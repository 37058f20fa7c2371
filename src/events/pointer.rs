use super::dispatch;
use crate::input;
use geometry_core::{AppEvent, Camera, Explorer, PointerKind};
use std::cell::RefCell;
use std::rc::Rc;
use wasm_bindgen::JsCast;
use web_sys as web;

#[derive(Clone)]
pub struct InputWiring {
    pub canvas: web::HtmlCanvasElement,
    pub explorer: Rc<RefCell<Explorer>>,
    pub camera: Rc<RefCell<Camera>>,
}

pub fn wire_input_handlers(w: InputWiring) {
    wire_pointer_event(&w, "pointerdown");
    wire_pointer_event(&w, "pointermove");
    wire_pointer_event(&w, "pointerup");
    wire_pointer_event(&w, "pointercancel");
}

fn wire_pointer_event(w: &InputWiring, event_type: &'static str) {
    let w = w.clone();
    let target = w.canvas.clone();

    let closure = wasm_bindgen::closure::Closure::wrap(Box::new(move |ev: web::PointerEvent| {
        if !w.canvas.is_connected() {
            return;
        }
        let Some(pointer) = input::pointer_input(&ev, &w.canvas) else {
            return;
        };
        match pointer.kind {
            PointerKind::Down => {
                // keep receiving moves while the pointer leaves the canvas
                _ = w.canvas.set_pointer_capture(ev.pointer_id());
                ev.prevent_default();
            }
            PointerKind::Up => {
                if w.canvas.has_pointer_capture(ev.pointer_id()) {
                    _ = w.canvas.release_pointer_capture(ev.pointer_id());
                }
            }
            PointerKind::Move => {}
        }
        dispatch(&w.explorer, &w.camera, AppEvent::Pointer(pointer));
        update_cursor(&w);
    }) as Box<dyn FnMut(_)>);
    _ = target.add_event_listener_with_callback(event_type, closure.as_ref().unchecked_ref());
    closure.forget();
}

fn update_cursor(w: &InputWiring) {
    let dragging = w
        .explorer
        .borrow()
        .scene
        .point_set()
        .map(|set| (0..set.points().len()).any(|i| set.handle(i).is_some_and(|h| h.is_dragging())))
        .unwrap_or(false);
    let cursor = if dragging { "grabbing" } else { "default" };
    _ = w.canvas.style().set_property("cursor", cursor);
}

Exercise aim → Copy out the data exactly, keeping each line whole.

Expected answer →
repository 37058f20fa7c2371
filename src/events/pointer.rs
use super::dispatch;
use crate::input;
use geometry_core::{AppEvent, Camera, Explorer, PointerKind};
use std::cell::RefCell;
use std::rc::Rc;
use wasm_bindgen::JsCast;
use web_sys as web;

#[derive(Clone)]
pub struct InputWiring {
    pub canvas: web::HtmlCanvasElement,
    pub explorer: Rc<RefCell<Explorer>>,
    pub camera: Rc<RefCell<Camera>>,
}

pub fn wire_input_handlers(w: InputWiring) {
    wire_pointer_event(&w, "pointerdown");
    wire_pointer_event(&w, "pointermove");
    wire_pointer_event(&w, "pointerup");
    wire_pointer_event(&w, "pointercancel");
}

fn wire_pointer_event(w: &InputWiring, event_type: &'static str) {
    let w = w.clone();
    let target = w.canvas.clone();

    let closure = wasm_bindgen::closure::Closure::wrap(Box::new(move |ev: web::PointerEvent| {
        if !w.canvas.is_connected() {
            return;
        }
        let Some(pointer) = input::pointer_input(&ev, &w.canvas) else {
            return;
        };
        match pointer.kind {
            PointerKind::Down => {
                // keep receiving moves while the pointer leaves the canvas
                _ = w.canvas.set_pointer_capture(ev.pointer_id());
                ev.prevent_default();
            }
            PointerKind::Up => {
                if w.canvas.has_pointer_capture(ev.pointer_id()) {
                    _ = w.canvas.release_pointer_capture(ev.pointer_id());
                }
            }
            PointerKind::Move => {}
        }
        dispatch(&w.explorer, &w.camera, AppEvent::Pointer(pointer));
        update_cursor(&w);
    }) as Box<dyn FnMut(_)>);
    _ = target.add_event_listener_with_callback(event_type, closure.as_ref().unchecked_ref());
    closure.forget();
}

fn update_cursor(w: &InputWiring) {
    let dragging = w
        .explorer
        .borrow()
        .scene
        .point_set()
        .map(|set| (0..set.points().len()).any(|i| set.handle(i).is_some_and(|h| h.is_dragging())))
        .unwrap_or(false);
    let cursor = if dragging { "grabbing" } else { "default" };
    _ = w.canvas.style().set_property("cursor", cursor);
}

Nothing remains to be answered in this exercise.